■ Task directions ■
Report the number of lines holding "completed" in the material below, and nothing more.

■ Exercise data ■
◇ ◇ ◇ ◇
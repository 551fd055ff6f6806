//! Wire Models
//!
//! Data structures matching the backend's JSON payloads.

use serde::{Deserialize, Deserializer, Serialize};

/// Todo item as returned by the backend
#[derive(Debug, Clone, PartialEq, Serialize, Deserialize)]
pub struct Todo {
    pub todo_id: i32,
    pub title: Option<String>,
    pub description: Option<String>,
    /// Opaque server timestamp, never parsed on the client
    #[serde(alias = "createdAt", default)]
    pub created_at: Option<String>,
    #[serde(default, deserialize_with = "null_as_false")]
    pub completed: bool,
}

impl Todo {
    /// Copy of this item with the completion flag flipped
    pub fn toggled(&self) -> Self {
        Self {
            completed: !self.completed,
            ..self.clone()
        }
    }
}

/// Payload for `POST /api/todos`
#[derive(Debug, Clone, PartialEq, Serialize, Deserialize)]
pub struct NewTodo {
    pub title: String,
    pub description: Option<String>,
    pub completed: bool,
}

/// Body of `GET /health`
#[derive(Debug, Clone, PartialEq, Default, Serialize, Deserialize)]
pub struct HealthStatus {
    #[serde(default)]
    pub message: Option<String>,
}

impl HealthStatus {
    pub fn is(&self, expected: &str) -> bool {
        self.message.as_deref() == Some(expected)
    }
}

// The backend stores `completed` as a nullable column.
fn null_as_false<'de, D>(deserializer: D) -> Result<bool, D::Error>
where
    D: Deserializer<'de>,
{
    Ok(Option::<bool>::deserialize(deserializer)?.unwrap_or(false))
}

#[cfg(test)]
mod tests {
    use super::*;
    use serde_json::json;

    #[test]
    fn test_decode_backend_todo() {
        let todo: Todo = serde_json::from_value(json!({
            "todo_id": 3,
            "title": "Write docs",
            "description": null,
            "created_at": "2023-10-31T12:00:00",
            "completed": true
        }))
        .unwrap();

        assert_eq!(todo.todo_id, 3);
        assert_eq!(todo.title.as_deref(), Some("Write docs"));
        assert_eq!(todo.description, None);
        assert_eq!(todo.created_at.as_deref(), Some("2023-10-31T12:00:00"));
        assert!(todo.completed);
    }

    #[test]
    fn test_decode_null_and_missing_fields() {
        let todo: Todo = serde_json::from_value(json!({
            "todo_id": 1,
            "title": null,
            "description": "d",
            "completed": null
        }))
        .unwrap();

        assert!(!todo.completed);
        assert_eq!(todo.created_at, None);
        assert_eq!(todo.title, None);
    }

    #[test]
    fn test_decode_camel_case_timestamp() {
        let todo: Todo = serde_json::from_value(json!({
            "todo_id": 1,
            "title": "a",
            "description": null,
            "createdAt": "2023-10-31",
            "completed": false
        }))
        .unwrap();

        assert_eq!(todo.created_at.as_deref(), Some("2023-10-31"));
    }

    #[test]
    fn test_toggled_keeps_other_fields() {
        let todo = Todo {
            todo_id: 9,
            title: Some("t".into()),
            description: Some("d".into()),
            created_at: Some("now".into()),
            completed: false,
        };
        let flipped = todo.toggled();

        assert!(flipped.completed);
        assert_eq!(flipped.todo_id, 9);
        assert_eq!(flipped.title, todo.title);
        assert_eq!(flipped.created_at, todo.created_at);
        assert_eq!(flipped.toggled(), todo);
    }

    #[test]
    fn test_health_status_match() {
        let ok = HealthStatus { message: Some("Everything is working fine".into()) };
        assert!(ok.is("Everything is working fine"));
        assert!(!ok.is("everything is working fine"));
        assert!(!HealthStatus::default().is("Everything is working fine"));
    }
}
◇ ◇ ◇ ◇
■ Response for this exercise ■
11